Julien : Oui et c’est ça qui est intéressant. D’ailleurs on a des retours de personnes qui nous disent qu’ils n’auraient pas vu une idée écrite de cette manière mais que ça fonctionne bien avec le propos.
Art N Roll : Tu parlais du sentiment d’isolement et de la difficulté parfois à créer des liens, dans ton contexte de musicien avec une vie publique et une vie « civile », est-ce que tu ressens parfois cet isolement ? Est-ce que tu te protèges de relations qui peuvent être artificielles ?
Julien : Oui, ça fait 16 ans que je bosse en psychiatrie, je me connais très bien et je sais très bien quelles sont les personnes sur lesquelles je peux compter dans mon entourage. Je sais aussi quelles sont les personnes que j’aime voir à l’occasion mais avec qui je n’aurais jamais de liens profonds. Je ne me berce pas d’illusions dans des relations passionnelles qui ne mèneront à rien.
Je réfléchis beaucoup, et j’ai souvent le rôle de grand frère. Je sais être sécurisant, je suis toujours là pour les gens qui ont besoin de moi, mais je ne me tournerais pas vers n’importe qui si j’ai besoin de quelqu’un.
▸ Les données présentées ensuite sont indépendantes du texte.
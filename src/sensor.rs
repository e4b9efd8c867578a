use crate::bus::{crc8, BusTransaction};
use crate::registry::SensorDescriptor;
use std::time::Duration;
use thiserror::Error;
use tracing::debug;

/// ROM family code of the supported temperature sensor family.
pub const FAMILY_CODE: u8 = 0x28;

/// Scratchpad length returned by a read command.
pub const SCRATCHPAD_LEN: usize = 9;

/// Worst-case conversion latency (12-bit resolution). The engine always
/// waits this long rather than polling, so a sensor configured for a
/// lower resolution simply finishes early.
pub const MAX_CONVERSION_TIME: Duration = Duration::from_millis(750);

/// Function commands consumed on the bus after device selection.
#[derive(Debug, Clone, Copy)]
#[repr(u8)]
pub enum Command {
    Convert = 0x44,
    ReadScratchpad = 0xBE,
}

impl Command {
    pub fn op_code(self) -> u8 {
        self as u8
    }
}

/// Active measurement resolution, encoded in bits 5-6 of scratchpad
/// byte 4. Lower resolutions leave the corresponding low-order raw bits
/// undefined, so they are masked to zero before scaling.
#[derive(Debug, Clone, Copy, PartialEq, Eq)]
pub enum Resolution {
    Bits9,
    Bits10,
    Bits11,
    Bits12,
}

impl Resolution {
    /// Decodes the configuration register byte (scratchpad byte 4).
    pub fn from_config_byte(config: u8) -> Self {
        match config & 0x60 {
            0x00 => Resolution::Bits9,
            0x20 => Resolution::Bits10,
            0x40 => Resolution::Bits11,
            _ => Resolution::Bits12,
        }
    }

    pub fn bits(self) -> u8 {
        match self {
            Resolution::Bits9 => 9,
            Resolution::Bits10 => 10,
            Resolution::Bits11 => 11,
            Resolution::Bits12 => 12,
        }
    }

    /// Configuration register value announcing this resolution
    /// (scratchpad byte 4, unused bits reading as ones).
    pub fn config_byte(self) -> u8 {
        match self {
            Resolution::Bits9 => 0x1F,
            Resolution::Bits10 => 0x3F,
            Resolution::Bits11 => 0x5F,
            Resolution::Bits12 => 0x7F,
        }
    }

    /// Typical conversion time at this resolution.
    pub fn conversion_time_ms(self) -> u16 {
        match self {
            Resolution::Bits9 => 94,
            Resolution::Bits10 => 188,
            Resolution::Bits11 => 375,
            Resolution::Bits12 => 750,
        }
    }

    /// Clears the undefined low-order bits of a raw conversion result.
    pub fn truncate(self, raw: i16) -> i16 {
        match self {
            Resolution::Bits9 => raw & !0x7,
            Resolution::Bits10 => raw & !0x3,
            Resolution::Bits11 => raw & !0x1,
            Resolution::Bits12 => raw,
        }
    }
}

/// A decoded temperature. Celsius is canonical; Kelvin (the wire unit)
/// and Fahrenheit (display only) are derived on demand and never stored.
#[derive(Debug, Clone, Copy, PartialEq)]
pub struct Temperature {
    celsius: f32,
    resolution: Resolution,
}

impl Temperature {
    /// Reconstructs a temperature from the 16-bit raw conversion result
    /// and the resolution it was taken at. The raw value is truncated to
    /// the resolution before scaling by the fixed 1/16 C step.
    pub fn from_raw(raw: i16, resolution: Resolution) -> Self {
        Self {
            celsius: f32::from(resolution.truncate(raw)) / 16.0,
            resolution,
        }
    }

    pub fn celsius(&self) -> f32 {
        self.celsius
    }

    /// Wire unit for SignalK deltas.
    pub fn kelvin(&self) -> f32 {
        self.celsius + 273.15
    }

    /// Display-only derivation; must never feed the transmitted value.
    pub fn fahrenheit(&self) -> f32 {
        self.celsius * 1.8 + 32.0
    }

    pub fn resolution(&self) -> Resolution {
        self.resolution
    }
}

#[derive(Debug, Clone, Copy, PartialEq, Eq, Error)]
pub enum MeasureError {
    /// Reset found no presence pulse on the line.
    #[error("no device present on the bus")]
    NoDevicePresent,
    /// Scratchpad integrity check failed; the reading is discarded, not
    /// corrected or retried.
    #[error("scratchpad checksum mismatch (computed {computed:#04x}, received {received:#04x})")]
    ChecksumMismatch { computed: u8, received: u8 },
}

/// Decodes a full 9-byte scratchpad: checksum over bytes 0-7 against
/// byte 8, then signed raw reconstruction (byte 1 high, byte 0 low) at
/// the resolution announced in byte 4.
pub fn decode_scratchpad(scratchpad: &[u8; SCRATCHPAD_LEN]) -> Result<Temperature, MeasureError> {
    let computed = crc8(&scratchpad[..8]);
    let received = scratchpad[8];
    if computed != received {
        return Err(MeasureError::ChecksumMismatch { computed, received });
    }

    let raw = i16::from_le_bytes([scratchpad[0], scratchpad[1]]);
    let resolution = Resolution::from_config_byte(scratchpad[4]);
    Ok(Temperature::from_raw(raw, resolution))
}

/// Runs one full measurement transaction for `descriptor`'s device:
/// start a conversion, block for the worst-case conversion latency, read
/// the scratchpad back and decode it.
///
/// Errors are terminal for this cycle only; the caller's next rotation
/// will resample the sensor in due course.
pub fn measure<B: BusTransaction>(
    bus: &mut B,
    descriptor: &SensorDescriptor,
) -> Result<Temperature, MeasureError> {
    if !bus.reset() {
        return Err(MeasureError::NoDevicePresent);
    }
    bus.select(&descriptor.address);
    bus.write_byte(Command::Convert.op_code());

    bus.wait(MAX_CONVERSION_TIME);

    if !bus.reset() {
        return Err(MeasureError::NoDevicePresent);
    }
    bus.select(&descriptor.address);
    bus.write_byte(Command::ReadScratchpad.op_code());

    let mut scratchpad = [0u8; SCRATCHPAD_LEN];
    for byte in scratchpad.iter_mut() {
        *byte = bus.read_byte();
    }

    debug!(
        address = %descriptor.address,
        scratchpad = ?scratchpad,
        crc = format_args!("{:#04x}", crc8(&scratchpad[..8])),
        "scratchpad read"
    );

    decode_scratchpad(&scratchpad)
}
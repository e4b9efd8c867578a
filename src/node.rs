use crate::bus::BusTransaction;
use crate::config::{ConfigError, NodeConfig};
use crate::display::TemperatureDisplay;
use crate::registry::SensorRegistry;
use crate::scheduler::RoundRobinScheduler;
use crate::sensor::{self, MeasureError};
use crate::telemetry::{DatagramSink, TelemetryPublisher, UdpSink};
use crate::uplink::{self, Uplink, UplinkError};
use serde::{Deserialize, Serialize};
use thiserror::Error;
use tracing::{info, warn};

#[derive(Debug, Clone, Serialize, Deserialize, Default)]
pub struct NodeStats {
    pub cycles_run: u32,
    pub readings_ok: u32,
    pub bus_absent: u32,
    pub checksum_failures: u32,
    pub last_error: Option<String>,
}

/// What one completed cycle produced. A skipped cycle is a normal
/// outcome, not a node failure.
#[derive(Debug, Clone, Copy, PartialEq)]
pub enum CycleOutcome {
    Measured { slot: usize, celsius: f32 },
    Skipped { slot: usize, error: MeasureError },
}

#[derive(Debug, Error)]
pub enum NodeError {
    /// The reconnect collaborator gave up; restarting the process is the
    /// supervisor's job, not ours.
    #[error(transparent)]
    UplinkLost(#[from] UplinkError),
    /// A scheduled slot has no registered descriptor. Startup validation
    /// makes this unreachable in a correctly deployed node.
    #[error("no descriptor registered for slot {slot}")]
    MissingDescriptor { slot: usize },
}

#[derive(Debug, Error)]
pub enum BuildError {
    #[error(transparent)]
    Config(#[from] ConfigError),
    #[error("failed to open telemetry socket: {0}")]
    Socket(#[from] std::io::Error),
}

/// The acquisition node: an explicit state machine with one transition
/// per cycle (select, measure, publish, advance).
///
/// Single-threaded by design: exactly one bus transaction is ever in
/// flight, which is what makes the exclusively-owned line safe without
/// locking. Bus-level errors stay local to their cycle; the scheduler
/// advances regardless, so one dark sensor cannot starve the others.
pub struct SensorNode<B, S, U, D>
where
    B: BusTransaction,
    S: DatagramSink,
    U: Uplink,
    D: TemperatureDisplay,
{
    registry: SensorRegistry,
    scheduler: RoundRobinScheduler,
    bus: B,
    publisher: TelemetryPublisher<S>,
    uplink: U,
    display: D,
    reconnect_budget: u32,
    stats: NodeStats,
}

impl<B, S, U, D> SensorNode<B, S, U, D>
where
    B: BusTransaction,
    S: DatagramSink,
    U: Uplink,
    D: TemperatureDisplay,
{
    pub fn new(
        registry: SensorRegistry,
        bus: B,
        publisher: TelemetryPublisher<S>,
        uplink: U,
        display: D,
        reconnect_budget: u32,
    ) -> Self {
        debug_assert!(!registry.is_empty(), "registry validated at startup");
        let scheduler = RoundRobinScheduler::new(registry.len());
        Self {
            registry,
            scheduler,
            bus,
            publisher,
            uplink,
            display,
            reconnect_budget,
            stats: NodeStats::default(),
        }
    }

    /// Runs one acquisition cycle: check the uplink, measure the slot
    /// under the cursor, publish on success, advance unconditionally.
    pub fn run_cycle(&mut self) -> Result<CycleOutcome, NodeError> {
        // Connectivity loss delays the cycle, it never skips it.
        uplink::ensure_up(&mut self.uplink, self.reconnect_budget)?;

        let slot = self.scheduler.current();
        let descriptor = self
            .registry
            .descriptor_for_slot(slot)
            .ok_or(NodeError::MissingDescriptor { slot })?;

        let outcome = match sensor::measure(&mut self.bus, descriptor) {
            Ok(temperature) => {
                self.display
                    .show_reading(&descriptor.display_label, &temperature);
                self.publisher
                    .publish(&descriptor.telemetry_path, temperature.celsius());
                self.stats.readings_ok = self.stats.readings_ok.wrapping_add(1);
                info!(
                    slot,
                    label = %descriptor.display_label,
                    celsius = temperature.celsius(),
                    "reading acquired"
                );
                CycleOutcome::Measured {
                    slot,
                    celsius: temperature.celsius(),
                }
            }
            Err(error) => {
                match error {
                    MeasureError::NoDevicePresent => {
                        self.stats.bus_absent = self.stats.bus_absent.wrapping_add(1);
                    }
                    MeasureError::ChecksumMismatch { .. } => {
                        self.stats.checksum_failures =
                            self.stats.checksum_failures.wrapping_add(1);
                    }
                }
                self.stats.last_error = Some(error.to_string());
                warn!(slot, %error, "cycle yielded no reading");
                CycleOutcome::Skipped { slot, error }
            }
        };

        // Exactly once per completed cycle, success or not.
        self.scheduler.advance();
        self.stats.cycles_run = self.stats.cycles_run.wrapping_add(1);

        Ok(outcome)
    }

    pub fn stats(&self) -> &NodeStats {
        &self.stats
    }

    pub fn scheduler(&self) -> &RoundRobinScheduler {
        &self.scheduler
    }

    pub fn registry(&self) -> &SensorRegistry {
        &self.registry
    }

    pub fn publisher(&self) -> &TelemetryPublisher<S> {
        &self.publisher
    }

    pub fn publisher_mut(&mut self) -> &mut TelemetryPublisher<S> {
        &mut self.publisher
    }

    pub fn bus_mut(&mut self) -> &mut B {
        &mut self.bus
    }
}

impl<B, U, D> SensorNode<B, UdpSink, U, D>
where
    B: BusTransaction,
    U: Uplink,
    D: TemperatureDisplay,
{
    /// Wires a node from validated configuration, with telemetry going
    /// out over UDP to the configured collector.
    pub fn from_config(
        config: &NodeConfig,
        bus: B,
        uplink: U,
        display: D,
    ) -> Result<Self, BuildError> {
        let registry = config.build_registry()?;
        let sink = UdpSink::new(config.collector)?;
        let publisher = TelemetryPublisher::new(sink, &config.source, config.transmit_enabled);
        Ok(Self::new(
            registry,
            bus,
            publisher,
            uplink,
            display,
            config.uplink.reconnect_budget,
        ))
    }
}
use serde::{Deserialize, Serialize};
use std::io;
use std::net::{SocketAddr, UdpSocket};
use tracing::{debug, warn};

/// Kelvin offset: the SignalK wire contract fixes the unit regardless of
/// the path's semantic name.
const KELVIN_OFFSET: f64 = 273.15;

/// Default source tag identifying this node in the delta envelope.
pub const DEFAULT_SOURCE: &str = "EngineSensors";

/// One `{path, value}` pair inside a delta update.
#[derive(Debug, Clone, PartialEq, Serialize, Deserialize)]
pub struct PathValue {
    pub path: String,
    pub value: f64,
}

/// One update block: a source tag and its changed values.
#[derive(Debug, Clone, PartialEq, Serialize, Deserialize)]
pub struct Update {
    #[serde(rename = "Source")]
    pub source: String,
    pub values: Vec<PathValue>,
}

/// The SignalK delta envelope. The shape never varies here: one update
/// carrying one value per datagram.
#[derive(Debug, Clone, PartialEq, Serialize, Deserialize)]
pub struct Delta {
    pub updates: Vec<Update>,
}

impl Delta {
    /// Builds the fixed single-update, single-value envelope.
    pub fn single(source: &str, path: &str, value: f64) -> Self {
        Self {
            updates: vec![Update {
                source: source.to_string(),
                values: vec![PathValue {
                    path: path.to_string(),
                    value,
                }],
            }],
        }
    }
}

/// Connectionless transport seam: hand one serialized delta to the
/// collector. No acknowledgment, no session, no delivery guarantee.
pub trait DatagramSink {
    fn send(&mut self, payload: &[u8]) -> io::Result<()>;
}

/// UDP datagram sink bound to an ephemeral local port, targeting the
/// fixed collector endpoint.
#[derive(Debug)]
pub struct UdpSink {
    socket: UdpSocket,
    collector: SocketAddr,
}

impl UdpSink {
    pub fn new(collector: SocketAddr) -> io::Result<Self> {
        let socket = UdpSocket::bind(("0.0.0.0", 0))?;
        Ok(Self { socket, collector })
    }

    pub fn collector(&self) -> SocketAddr {
        self.collector
    }
}

impl DatagramSink for UdpSink {
    fn send(&mut self, payload: &[u8]) -> io::Result<()> {
        self.socket.send_to(payload, self.collector).map(|_| ())
    }
}

#[derive(Debug, Clone, Copy, Serialize, Deserialize, Default)]
pub struct PublisherStats {
    pub serializations: u32,
    pub datagrams_sent: u32,
    pub send_failures: u32,
    pub suppressed: u32,
}

/// Builds, serializes and transmits one delta per reading.
///
/// Transmission is fire-and-forget: a failed send is counted and logged,
/// never retried. The enable flag suppresses both serialization and the
/// send, which keeps bench runs free of network side effects.
#[derive(Debug)]
pub struct TelemetryPublisher<S: DatagramSink> {
    sink: S,
    source: String,
    enabled: bool,
    stats: PublisherStats,
}

impl<S: DatagramSink> TelemetryPublisher<S> {
    pub fn new(sink: S, source: &str, enabled: bool) -> Self {
        Self {
            sink,
            source: source.to_string(),
            enabled,
            stats: PublisherStats::default(),
        }
    }

    /// Runtime toggle for transmission.
    pub fn set_enabled(&mut self, enabled: bool) {
        self.enabled = enabled;
    }

    pub fn is_enabled(&self) -> bool {
        self.enabled
    }

    /// Converts `celsius` to the wire unit, wraps it in the delta
    /// envelope and sends it as a single datagram.
    pub fn publish(&mut self, path: &str, celsius: f32) {
        if !self.enabled {
            self.stats.suppressed = self.stats.suppressed.wrapping_add(1);
            return;
        }

        let kelvin = f64::from(celsius) + KELVIN_OFFSET;
        let delta = Delta::single(&self.source, path, kelvin);

        self.stats.serializations = self.stats.serializations.wrapping_add(1);
        let payload = match serde_json::to_vec(&delta) {
            Ok(payload) => payload,
            Err(e) => {
                // The envelope shape is fixed, so this indicates a bug
                // rather than bad data.
                warn!("delta serialization failed: {e}");
                return;
            }
        };

        match self.sink.send(&payload) {
            Ok(()) => {
                self.stats.datagrams_sent = self.stats.datagrams_sent.wrapping_add(1);
                debug!(path, kelvin, "delta sent");
            }
            Err(e) => {
                self.stats.send_failures = self.stats.send_failures.wrapping_add(1);
                warn!(path, "delta send failed: {e}");
            }
        }
    }

    pub fn stats(&self) -> &PublisherStats {
        &self.stats
    }

    pub fn sink(&self) -> &S {
        &self.sink
    }
}
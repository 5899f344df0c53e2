/// ProgressReporter port for reporting what a session is doing
///
/// Messages are user-facing and go to stderr in the CLI so they never mix
/// with the report written to stdout.
pub trait ProgressReporter {
    /// Reports an informational message
    fn report(&self, message: &str);

    /// Reports a recoverable problem (failed fetch, discarded response, ...)
    fn report_warning(&self, message: &str);

    /// Marks the start of a long-running activity such as a network fetch
    ///
    /// Implementations may show a spinner until the next `report_completion`
    /// or `report_warning`.
    fn begin_activity(&self, message: &str);

    /// Reports completion of an activity
    fn report_completion(&self, message: &str);
}
use crate::ports::outbound::OutputPresenter;
use crate::shared::error::FleetError;
use crate::shared::Result;
use std::fs;
use std::io::{self, Write};
use std::path::{Path, PathBuf};

/// FileSystemWriter adapter writing the rendered report to `--output`
pub struct FileSystemWriter {
    output_path: PathBuf,
}

impl FileSystemWriter {
    pub fn new(output_path: PathBuf) -> Self {
        Self { output_path }
    }

    /// Validates that the parent directory exists before writing
    fn validate_parent_directory(&self) -> Result<()> {
        if let Some(parent) = self.output_path.parent() {
            if !parent.exists() && parent != Path::new("") {
                return Err(FleetError::FileWriteError {
                    path: self.output_path.clone(),
                    details: format!(
                        "Parent directory does not exist: {}",
                        parent.display()
                    ),
                }
                .into());
            }
        }
        Ok(())
    }

    /// Refuses to write through an existing symbolic link
    fn validate_output_security(&self) -> Result<()> {
        let Ok(metadata) = fs::symlink_metadata(&self.output_path) else {
            return Ok(());
        };

        if metadata.is_symlink() {
            return Err(FleetError::SecurityError {
                path: self.output_path.clone(),
                reason: "Output path is a symbolic link".to_string(),
                hint: "Write the report to a regular file path".to_string(),
            }
            .into());
        }
        Ok(())
    }
}

impl OutputPresenter for FileSystemWriter {
    fn present(&self, content: &str) -> Result<()> {
        self.validate_parent_directory()?;
        self.validate_output_security()?;

        fs::write(&self.output_path, content).map_err(|e| {
            FleetError::FileWriteError {
                path: self.output_path.clone(),
                details: e.to_string(),
            }
        })?;

        eprintln!("📄 Component report written to {}", self.output_path.display());
        Ok(())
    }
}

/// StdoutPresenter adapter, the default when no output file is given
pub struct StdoutPresenter;

impl StdoutPresenter {
    pub fn new() -> Self {
        Self
    }
}

impl Default for StdoutPresenter {
    fn default() -> Self {
        Self::new()
    }
}

impl OutputPresenter for StdoutPresenter {
    fn present(&self, content: &str) -> Result<()> {
        io::stdout()
            .write_all(content.as_bytes())
            .map_err(|e| anyhow::anyhow!("Failed to write to stdout: {}", e))?;
        Ok(())
    }
}

#[cfg(test)]
mod tests {
    use super::*;
    use tempfile::TempDir;

    #[test]
    fn test_file_writer_overwrites_existing_report() {
        let temp_dir = TempDir::new().unwrap();
        let output_path = temp_dir.path().join("components.md");
        fs::write(&output_path, "old").unwrap();

        FileSystemWriter::new(output_path.clone())
            .present("# Components")
            .unwrap();

        assert_eq!(fs::read_to_string(&output_path).unwrap(), "# Components");
    }

    #[test]
    fn test_file_writer_parent_directory_not_found() {
        let writer = FileSystemWriter::new(PathBuf::from("/nonexistent/fleet/report.json"));
        let err = writer.present("{}").unwrap_err();
        assert!(err.to_string().contains("Parent directory does not exist"));
    }

    #[cfg(unix)]
    #[test]
    fn test_file_writer_rejects_symlink_target() {
        let temp_dir = TempDir::new().unwrap();
        let target = temp_dir.path().join("target.json");
        fs::write(&target, "").unwrap();
        let link = temp_dir.path().join("link.json");
        std::os::unix::fs::symlink(&target, &link).unwrap();

        let err = FileSystemWriter::new(link).present("{}").unwrap_err();

        assert!(err.to_string().contains("symbolic link"));
        assert_eq!(fs::read_to_string(&target).unwrap(), "");
    }

    #[test]
    fn test_stdout_presenter_success() {
        assert!(StdoutPresenter::new().present("").is_ok());
    }
}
Art N Roll : Quels sont les futurs projets pour Benighted ?
Julien : on vient d’enregistrer un EP anniversaire au printemps. 3 nouveaux titres, des reprises et des titres enregistrés live à Lyon. Ça sort en octobre, en novembre on part en tournée avec Cryptopsy et Cytotoxin.
Art N Roll : Une tournée romantique (rires)
Julien : Voilà, que des gens de bon goût (rires). En septembre on tourne un clip pour l’EP.